WORK REQUEST: Could you show each line of the records that contains the word "Copy"?
┏━━
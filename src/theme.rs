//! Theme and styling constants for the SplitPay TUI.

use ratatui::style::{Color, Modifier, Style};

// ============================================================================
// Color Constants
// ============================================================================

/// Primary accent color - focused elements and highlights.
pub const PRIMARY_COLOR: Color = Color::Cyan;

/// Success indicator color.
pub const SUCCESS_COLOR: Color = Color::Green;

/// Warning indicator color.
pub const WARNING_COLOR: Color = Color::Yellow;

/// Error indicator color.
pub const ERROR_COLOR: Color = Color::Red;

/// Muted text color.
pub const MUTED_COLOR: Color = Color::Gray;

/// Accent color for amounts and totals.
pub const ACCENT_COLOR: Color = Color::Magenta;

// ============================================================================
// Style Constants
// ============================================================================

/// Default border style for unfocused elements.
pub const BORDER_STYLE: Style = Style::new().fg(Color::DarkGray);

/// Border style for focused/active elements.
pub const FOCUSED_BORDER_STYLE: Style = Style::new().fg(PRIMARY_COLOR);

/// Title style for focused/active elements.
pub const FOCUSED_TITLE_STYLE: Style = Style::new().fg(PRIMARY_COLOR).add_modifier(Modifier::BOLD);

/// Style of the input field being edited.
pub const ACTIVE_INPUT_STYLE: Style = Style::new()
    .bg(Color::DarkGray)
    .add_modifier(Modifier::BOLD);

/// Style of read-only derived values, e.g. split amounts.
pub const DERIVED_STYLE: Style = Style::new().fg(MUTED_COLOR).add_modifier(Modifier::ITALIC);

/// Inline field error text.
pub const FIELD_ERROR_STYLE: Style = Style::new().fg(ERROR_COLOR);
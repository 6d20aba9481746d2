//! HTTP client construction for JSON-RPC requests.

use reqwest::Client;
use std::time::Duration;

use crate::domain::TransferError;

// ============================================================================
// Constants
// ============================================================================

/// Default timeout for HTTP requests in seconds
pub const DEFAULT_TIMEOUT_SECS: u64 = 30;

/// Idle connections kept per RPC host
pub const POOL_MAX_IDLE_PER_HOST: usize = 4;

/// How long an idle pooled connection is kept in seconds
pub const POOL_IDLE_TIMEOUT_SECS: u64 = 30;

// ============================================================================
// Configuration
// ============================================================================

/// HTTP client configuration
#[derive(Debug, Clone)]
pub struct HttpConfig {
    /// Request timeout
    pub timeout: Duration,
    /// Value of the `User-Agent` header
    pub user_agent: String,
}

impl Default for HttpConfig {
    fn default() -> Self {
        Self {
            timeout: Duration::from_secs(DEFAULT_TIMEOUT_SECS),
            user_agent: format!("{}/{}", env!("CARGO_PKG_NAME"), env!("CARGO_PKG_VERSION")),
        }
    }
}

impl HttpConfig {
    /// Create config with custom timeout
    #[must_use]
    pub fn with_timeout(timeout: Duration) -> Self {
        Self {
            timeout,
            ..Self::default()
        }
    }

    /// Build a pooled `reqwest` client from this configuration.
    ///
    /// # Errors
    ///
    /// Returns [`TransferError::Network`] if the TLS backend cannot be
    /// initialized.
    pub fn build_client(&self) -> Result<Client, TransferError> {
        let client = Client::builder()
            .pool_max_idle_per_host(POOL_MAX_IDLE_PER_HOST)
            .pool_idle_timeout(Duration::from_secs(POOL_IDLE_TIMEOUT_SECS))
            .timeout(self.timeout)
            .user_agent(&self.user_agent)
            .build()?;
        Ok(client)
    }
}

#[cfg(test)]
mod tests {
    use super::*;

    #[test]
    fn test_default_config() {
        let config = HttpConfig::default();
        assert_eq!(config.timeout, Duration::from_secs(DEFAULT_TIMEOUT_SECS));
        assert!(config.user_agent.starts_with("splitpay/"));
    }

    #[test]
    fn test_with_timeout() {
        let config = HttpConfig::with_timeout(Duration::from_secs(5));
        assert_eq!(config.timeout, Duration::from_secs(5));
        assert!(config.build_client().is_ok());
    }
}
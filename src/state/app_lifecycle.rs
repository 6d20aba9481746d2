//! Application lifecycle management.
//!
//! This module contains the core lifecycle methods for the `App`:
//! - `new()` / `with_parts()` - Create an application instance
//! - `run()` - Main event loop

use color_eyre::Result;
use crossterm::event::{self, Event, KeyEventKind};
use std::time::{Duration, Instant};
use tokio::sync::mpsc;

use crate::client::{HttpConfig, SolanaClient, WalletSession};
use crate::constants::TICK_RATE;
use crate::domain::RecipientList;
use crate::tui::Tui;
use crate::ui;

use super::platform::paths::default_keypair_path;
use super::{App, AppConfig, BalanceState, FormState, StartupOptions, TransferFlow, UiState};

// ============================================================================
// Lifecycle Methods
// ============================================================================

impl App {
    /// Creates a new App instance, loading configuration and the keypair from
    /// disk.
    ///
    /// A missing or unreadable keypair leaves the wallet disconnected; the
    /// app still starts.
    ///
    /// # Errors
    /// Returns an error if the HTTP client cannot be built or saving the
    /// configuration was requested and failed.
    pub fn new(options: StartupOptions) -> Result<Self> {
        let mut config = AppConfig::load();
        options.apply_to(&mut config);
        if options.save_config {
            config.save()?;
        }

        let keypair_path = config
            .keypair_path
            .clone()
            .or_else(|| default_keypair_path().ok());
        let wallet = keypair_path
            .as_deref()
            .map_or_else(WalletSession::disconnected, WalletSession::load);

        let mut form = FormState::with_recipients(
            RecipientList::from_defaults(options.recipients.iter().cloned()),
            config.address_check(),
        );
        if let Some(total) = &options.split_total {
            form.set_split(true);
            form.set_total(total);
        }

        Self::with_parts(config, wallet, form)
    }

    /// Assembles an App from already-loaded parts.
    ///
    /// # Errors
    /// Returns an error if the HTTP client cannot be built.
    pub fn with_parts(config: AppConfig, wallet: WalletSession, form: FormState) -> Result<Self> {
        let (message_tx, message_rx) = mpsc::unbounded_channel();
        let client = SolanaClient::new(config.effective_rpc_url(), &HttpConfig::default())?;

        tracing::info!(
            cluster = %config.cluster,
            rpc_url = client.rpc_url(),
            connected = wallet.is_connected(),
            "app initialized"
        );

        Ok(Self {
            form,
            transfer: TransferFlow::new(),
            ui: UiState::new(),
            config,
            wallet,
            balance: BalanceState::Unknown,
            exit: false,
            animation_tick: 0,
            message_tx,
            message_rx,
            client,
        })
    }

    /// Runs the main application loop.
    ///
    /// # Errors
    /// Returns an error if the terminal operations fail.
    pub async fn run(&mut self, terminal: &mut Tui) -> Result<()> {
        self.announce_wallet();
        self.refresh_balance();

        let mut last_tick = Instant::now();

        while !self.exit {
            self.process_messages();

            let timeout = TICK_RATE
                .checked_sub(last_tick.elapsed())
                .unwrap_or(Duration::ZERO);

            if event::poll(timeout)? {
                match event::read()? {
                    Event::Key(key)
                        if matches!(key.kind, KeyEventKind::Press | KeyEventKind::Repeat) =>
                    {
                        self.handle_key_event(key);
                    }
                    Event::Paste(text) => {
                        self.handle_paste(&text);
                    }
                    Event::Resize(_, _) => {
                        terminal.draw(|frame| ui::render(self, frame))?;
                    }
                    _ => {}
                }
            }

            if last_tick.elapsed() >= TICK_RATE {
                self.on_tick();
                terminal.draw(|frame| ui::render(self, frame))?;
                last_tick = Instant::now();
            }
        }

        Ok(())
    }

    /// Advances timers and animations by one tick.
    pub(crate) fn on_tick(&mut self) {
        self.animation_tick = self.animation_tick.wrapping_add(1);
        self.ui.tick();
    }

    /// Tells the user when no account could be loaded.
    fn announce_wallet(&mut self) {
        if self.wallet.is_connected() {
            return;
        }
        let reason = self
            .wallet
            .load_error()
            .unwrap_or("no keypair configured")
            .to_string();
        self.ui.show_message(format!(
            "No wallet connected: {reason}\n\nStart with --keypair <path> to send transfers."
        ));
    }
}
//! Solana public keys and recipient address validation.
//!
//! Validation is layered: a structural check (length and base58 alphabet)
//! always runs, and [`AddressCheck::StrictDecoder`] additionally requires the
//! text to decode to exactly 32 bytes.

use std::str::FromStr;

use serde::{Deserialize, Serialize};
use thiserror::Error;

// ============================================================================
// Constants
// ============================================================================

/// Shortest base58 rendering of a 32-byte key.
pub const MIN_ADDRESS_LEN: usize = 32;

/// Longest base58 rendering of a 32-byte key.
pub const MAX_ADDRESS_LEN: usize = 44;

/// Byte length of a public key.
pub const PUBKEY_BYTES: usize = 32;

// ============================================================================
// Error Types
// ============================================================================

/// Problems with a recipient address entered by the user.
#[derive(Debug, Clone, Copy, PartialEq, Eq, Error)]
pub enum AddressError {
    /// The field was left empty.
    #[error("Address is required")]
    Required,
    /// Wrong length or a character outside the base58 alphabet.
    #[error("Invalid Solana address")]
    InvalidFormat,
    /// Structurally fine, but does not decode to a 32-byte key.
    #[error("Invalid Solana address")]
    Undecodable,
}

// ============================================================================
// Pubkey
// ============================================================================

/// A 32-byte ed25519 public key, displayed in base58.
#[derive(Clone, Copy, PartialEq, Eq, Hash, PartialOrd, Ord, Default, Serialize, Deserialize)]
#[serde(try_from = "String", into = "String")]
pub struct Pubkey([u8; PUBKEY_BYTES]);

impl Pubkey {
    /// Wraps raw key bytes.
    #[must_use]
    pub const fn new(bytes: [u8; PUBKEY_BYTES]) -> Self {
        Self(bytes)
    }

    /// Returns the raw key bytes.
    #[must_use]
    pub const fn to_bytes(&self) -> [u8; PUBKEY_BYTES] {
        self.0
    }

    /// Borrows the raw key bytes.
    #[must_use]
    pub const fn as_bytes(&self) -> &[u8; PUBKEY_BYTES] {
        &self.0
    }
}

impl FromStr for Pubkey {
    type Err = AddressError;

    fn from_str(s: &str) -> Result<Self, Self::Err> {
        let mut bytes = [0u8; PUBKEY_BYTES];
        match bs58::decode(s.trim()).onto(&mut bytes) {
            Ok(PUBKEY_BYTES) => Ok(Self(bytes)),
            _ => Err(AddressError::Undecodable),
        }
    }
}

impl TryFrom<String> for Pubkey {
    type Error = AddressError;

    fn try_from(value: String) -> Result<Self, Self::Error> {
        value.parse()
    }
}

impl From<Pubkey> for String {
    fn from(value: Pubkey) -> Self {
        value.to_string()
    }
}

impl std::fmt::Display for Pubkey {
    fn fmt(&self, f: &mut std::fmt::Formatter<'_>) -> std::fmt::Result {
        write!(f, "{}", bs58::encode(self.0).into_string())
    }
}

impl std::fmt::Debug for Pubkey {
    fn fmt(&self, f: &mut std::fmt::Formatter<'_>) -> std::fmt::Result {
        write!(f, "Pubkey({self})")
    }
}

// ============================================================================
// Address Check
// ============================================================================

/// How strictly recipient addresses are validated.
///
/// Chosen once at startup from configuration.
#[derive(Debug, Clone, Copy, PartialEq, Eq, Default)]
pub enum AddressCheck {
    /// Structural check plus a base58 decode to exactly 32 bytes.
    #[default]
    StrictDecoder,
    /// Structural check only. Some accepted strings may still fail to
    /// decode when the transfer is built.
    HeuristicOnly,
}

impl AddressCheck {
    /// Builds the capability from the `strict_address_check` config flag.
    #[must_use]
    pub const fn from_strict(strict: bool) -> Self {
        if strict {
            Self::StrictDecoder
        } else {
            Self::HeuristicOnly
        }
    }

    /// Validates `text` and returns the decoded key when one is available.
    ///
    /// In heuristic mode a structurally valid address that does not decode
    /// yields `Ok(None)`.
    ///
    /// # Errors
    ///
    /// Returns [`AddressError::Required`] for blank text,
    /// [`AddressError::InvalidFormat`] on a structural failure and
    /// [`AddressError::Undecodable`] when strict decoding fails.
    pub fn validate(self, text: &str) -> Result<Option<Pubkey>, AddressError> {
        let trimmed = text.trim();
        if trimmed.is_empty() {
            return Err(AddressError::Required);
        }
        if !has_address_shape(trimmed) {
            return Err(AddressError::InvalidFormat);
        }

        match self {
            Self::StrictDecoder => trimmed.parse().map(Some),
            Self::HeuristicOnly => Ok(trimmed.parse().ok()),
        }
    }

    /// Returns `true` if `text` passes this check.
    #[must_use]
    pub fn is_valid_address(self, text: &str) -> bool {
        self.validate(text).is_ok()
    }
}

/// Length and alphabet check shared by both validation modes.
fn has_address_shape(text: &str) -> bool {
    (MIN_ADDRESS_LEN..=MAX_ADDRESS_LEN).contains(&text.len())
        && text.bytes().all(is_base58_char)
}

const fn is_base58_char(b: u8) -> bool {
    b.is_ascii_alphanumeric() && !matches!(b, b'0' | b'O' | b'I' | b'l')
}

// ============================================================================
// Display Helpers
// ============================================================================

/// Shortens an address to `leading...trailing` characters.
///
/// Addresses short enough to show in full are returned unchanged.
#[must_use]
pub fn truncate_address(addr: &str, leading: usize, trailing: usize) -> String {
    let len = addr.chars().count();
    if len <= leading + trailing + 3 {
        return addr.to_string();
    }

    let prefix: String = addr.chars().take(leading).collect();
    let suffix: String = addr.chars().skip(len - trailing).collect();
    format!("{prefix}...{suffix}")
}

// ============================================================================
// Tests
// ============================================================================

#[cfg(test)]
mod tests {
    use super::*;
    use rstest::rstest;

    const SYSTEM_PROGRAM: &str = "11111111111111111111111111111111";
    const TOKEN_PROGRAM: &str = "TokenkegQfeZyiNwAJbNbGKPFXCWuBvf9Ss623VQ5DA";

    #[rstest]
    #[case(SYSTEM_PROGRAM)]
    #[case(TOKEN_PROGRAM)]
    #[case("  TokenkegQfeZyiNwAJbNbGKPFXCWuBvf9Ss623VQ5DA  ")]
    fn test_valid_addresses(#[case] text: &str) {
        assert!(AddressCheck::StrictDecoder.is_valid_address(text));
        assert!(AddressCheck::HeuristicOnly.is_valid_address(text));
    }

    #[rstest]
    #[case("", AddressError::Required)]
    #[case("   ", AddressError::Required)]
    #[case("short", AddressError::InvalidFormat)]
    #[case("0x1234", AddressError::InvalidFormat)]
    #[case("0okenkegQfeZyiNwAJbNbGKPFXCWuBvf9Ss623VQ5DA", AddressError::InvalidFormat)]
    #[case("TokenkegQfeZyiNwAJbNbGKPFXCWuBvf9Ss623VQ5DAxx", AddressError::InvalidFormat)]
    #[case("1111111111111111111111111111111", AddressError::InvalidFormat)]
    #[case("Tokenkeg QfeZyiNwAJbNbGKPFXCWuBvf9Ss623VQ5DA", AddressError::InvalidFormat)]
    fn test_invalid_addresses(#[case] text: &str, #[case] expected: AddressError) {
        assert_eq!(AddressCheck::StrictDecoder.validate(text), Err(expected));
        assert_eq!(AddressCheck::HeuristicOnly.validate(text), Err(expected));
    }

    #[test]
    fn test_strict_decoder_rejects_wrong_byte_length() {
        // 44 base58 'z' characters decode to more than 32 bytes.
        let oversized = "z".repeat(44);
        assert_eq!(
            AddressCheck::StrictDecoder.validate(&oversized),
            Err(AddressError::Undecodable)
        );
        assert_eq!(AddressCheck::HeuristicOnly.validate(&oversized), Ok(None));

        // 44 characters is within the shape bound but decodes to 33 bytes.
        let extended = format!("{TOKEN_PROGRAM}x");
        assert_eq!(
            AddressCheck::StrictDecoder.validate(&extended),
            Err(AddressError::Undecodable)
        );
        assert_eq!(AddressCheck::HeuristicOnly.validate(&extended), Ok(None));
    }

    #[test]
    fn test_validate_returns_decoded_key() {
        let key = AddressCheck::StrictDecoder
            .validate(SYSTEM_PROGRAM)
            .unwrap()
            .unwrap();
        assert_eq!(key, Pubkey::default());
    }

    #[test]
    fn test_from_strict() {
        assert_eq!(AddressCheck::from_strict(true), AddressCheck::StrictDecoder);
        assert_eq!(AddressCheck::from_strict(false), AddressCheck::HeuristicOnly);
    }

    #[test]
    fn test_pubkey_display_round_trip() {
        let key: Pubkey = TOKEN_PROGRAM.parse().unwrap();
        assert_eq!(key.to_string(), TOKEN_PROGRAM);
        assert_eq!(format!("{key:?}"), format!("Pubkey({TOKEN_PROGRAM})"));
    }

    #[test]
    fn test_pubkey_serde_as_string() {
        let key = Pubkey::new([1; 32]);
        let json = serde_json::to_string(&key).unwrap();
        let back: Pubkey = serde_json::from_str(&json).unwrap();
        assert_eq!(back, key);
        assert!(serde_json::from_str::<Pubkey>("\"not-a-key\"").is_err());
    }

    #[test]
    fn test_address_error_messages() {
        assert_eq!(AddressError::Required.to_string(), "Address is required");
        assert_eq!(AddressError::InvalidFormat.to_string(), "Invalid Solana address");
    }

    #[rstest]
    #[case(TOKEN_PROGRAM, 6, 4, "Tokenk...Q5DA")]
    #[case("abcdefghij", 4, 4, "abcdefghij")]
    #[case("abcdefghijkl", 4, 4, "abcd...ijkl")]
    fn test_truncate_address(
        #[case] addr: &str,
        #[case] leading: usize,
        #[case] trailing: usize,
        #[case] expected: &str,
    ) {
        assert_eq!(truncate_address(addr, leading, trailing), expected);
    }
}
┗━━
RESULT FOR THIS TASK:
#[derive(Debug, Clone, Copy, PartialEq, Eq, Error)]
#[derive(Clone, Copy, PartialEq, Eq, Hash, PartialOrd, Ord, Default, Serialize, Deserialize)]
#[derive(Debug, Clone, Copy, PartialEq, Eq, Default)]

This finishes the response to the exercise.